When a format can't be found for a version, the first format string for the browser is returned. When a format can't be found for the browser the default format is returned.
func TopVersion ¶
TopVersion returns the most recent version for the given browser name.
Types ¶
type Cookie ¶
type Cookie struct { Name string `json:"name"` Value string `json:"value"` Domain string `json:"domain"` Path string `json:"path"` }
给phantomjs传输cookie用
type DnsCache ¶
type DnsCache struct {
// contains filtered or unexported fields
}
DnsCache DNS cache
type Form ¶
type Form struct { // Values [field name]-[]value Values map[string][]string // Files [field name]-[]File Files map[string][]File }
Form impletes body interface
type Formats ¶
Formats is a collection of UA format strings. key is the browser version. value is the browser info.
type OSAttributes ¶
type OSAttributes struct { // OSName is the operating system name.
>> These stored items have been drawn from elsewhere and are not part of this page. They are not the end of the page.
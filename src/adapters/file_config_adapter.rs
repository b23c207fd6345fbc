//! INI file configuration adapter.

use std::path::Path;

use configparser::ini::Ini;

use crate::domain::error::ArenaError;
use crate::ports::config_port::ConfigPort;

pub struct FileConfigAdapter {
    config: Ini,
}

impl FileConfigAdapter {
    pub fn from_file<P: AsRef<Path>>(path: P) -> Result<Self, ArenaError> {
        let path = path.as_ref();
        let mut config = Ini::new();
        config.load(path).map_err(|reason| ArenaError::ConfigParse {
            file: path.display().to_string(),
            reason,
        })?;
        Ok(Self { config })
    }

    pub fn from_string(content: &str) -> Result<Self, ArenaError> {
        let mut config = Ini::new();
        config
            .read(content.to_string())
            .map_err(|reason| ArenaError::ConfigParse {
                file: "<string>".to_string(),
                reason,
            })?;
        Ok(Self { config })
    }

    fn parse_bool(value: &str) -> Option<bool> {
        match value.trim().to_lowercase().as_str() {
            "true" | "yes" | "on" | "1" => Some(true),
            "false" | "no" | "off" | "0" => Some(false),
            _ => None,
        }
    }
}

impl ConfigPort for FileConfigAdapter {
    fn get_string(&self, section: &str, key: &str) -> Option<String> {
        self.config.get(section, key)
    }

    fn get_int(&self, section: &str, key: &str, default: i64) -> i64 {
        self.config
            .getint(section, key)
            .ok()
            .flatten()
            .unwrap_or(default)
    }

    fn get_double(&self, section: &str, key: &str, default: f64) -> f64 {
        self.config
            .getfloat(section, key)
            .ok()
            .flatten()
            .unwrap_or(default)
    }

    fn get_bool(&self, section: &str, key: &str, default: bool) -> bool {
        self.config
            .get(section, key)
            .as_deref()
            .and_then(Self::parse_bool)
            .unwrap_or(default)
    }
}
OSName string // OSVersion is the operating system version. OSVersion string // Comments are additional comments to add to a user agent string. Comments []string }
OSAttributes stores OS attributes.
type Phantom ¶
type Phantom struct { PhantomjsFile string // Phantomjs完整文件名 TempJsDir string // 临时js存放目录 CookieJar *cookiejar.Jar // contains filtered or unexported fields }
Phantom 基于Phantomjs的下载器实现,作为surfer的补充 效率较surfer会慢很多,但是因为模拟浏览器,破防性更好 支持UserAgent/TryTimes/RetryPause/自定义js
type Request ¶
type Request struct { // url (必须填写) Url string // GET POST HEAD (默认为GET) Method string // http header Header http.Header // 是否使用cookies,在Spider的EnableCookie设置 EnableCookie bool // request body interface Body body // dial tcp: i/o timeout DialTimeout time.Duration // WSARecv tcp: i/o timeout ConnTimeout time.Duration // the max times of download TryTimes int // how long pause when retry RetryPause time.Duration // max redirect times // when RedirectTimes equal 0, redirect times is ∞ // when RedirectTimes less than 0, redirect times is 0 RedirectTimes int // the download ProxyHost Proxy string // 指定下载器ID // 0为Surf高并发下载器,各种控制功能齐全 // 1为PhantomJS下载器,特点破防力强,速度慢,低并发 DownloaderID int // contains filtered or unexported fields }
Request contains the necessary prerequisite information.
type Response ¶
type Response struct { Cookies []string Body string Error string Header []struct { Name string Value string } }
Response 用于解析Phantomjs的响应内容
type Surfer ¶
type Surfer interface { // GET @param url string, header http.Header, cookies []*http.Cookie // HEAD @param url string, header http.Header, cookies []*http.Cookie // POST PostForm @param url, referer string, values url.Values, header http.Header, cookies []*http.Cookie // POST-M PostMultipart @param url, referer string, values url.Values, header http.Header, cookies []*http.Cookie Download(*Request) (resp *http.Response, err error) }
Surfer represents an core of HTTP web browser for crawler.
type TemplateData ¶
TemplateData structure for template data.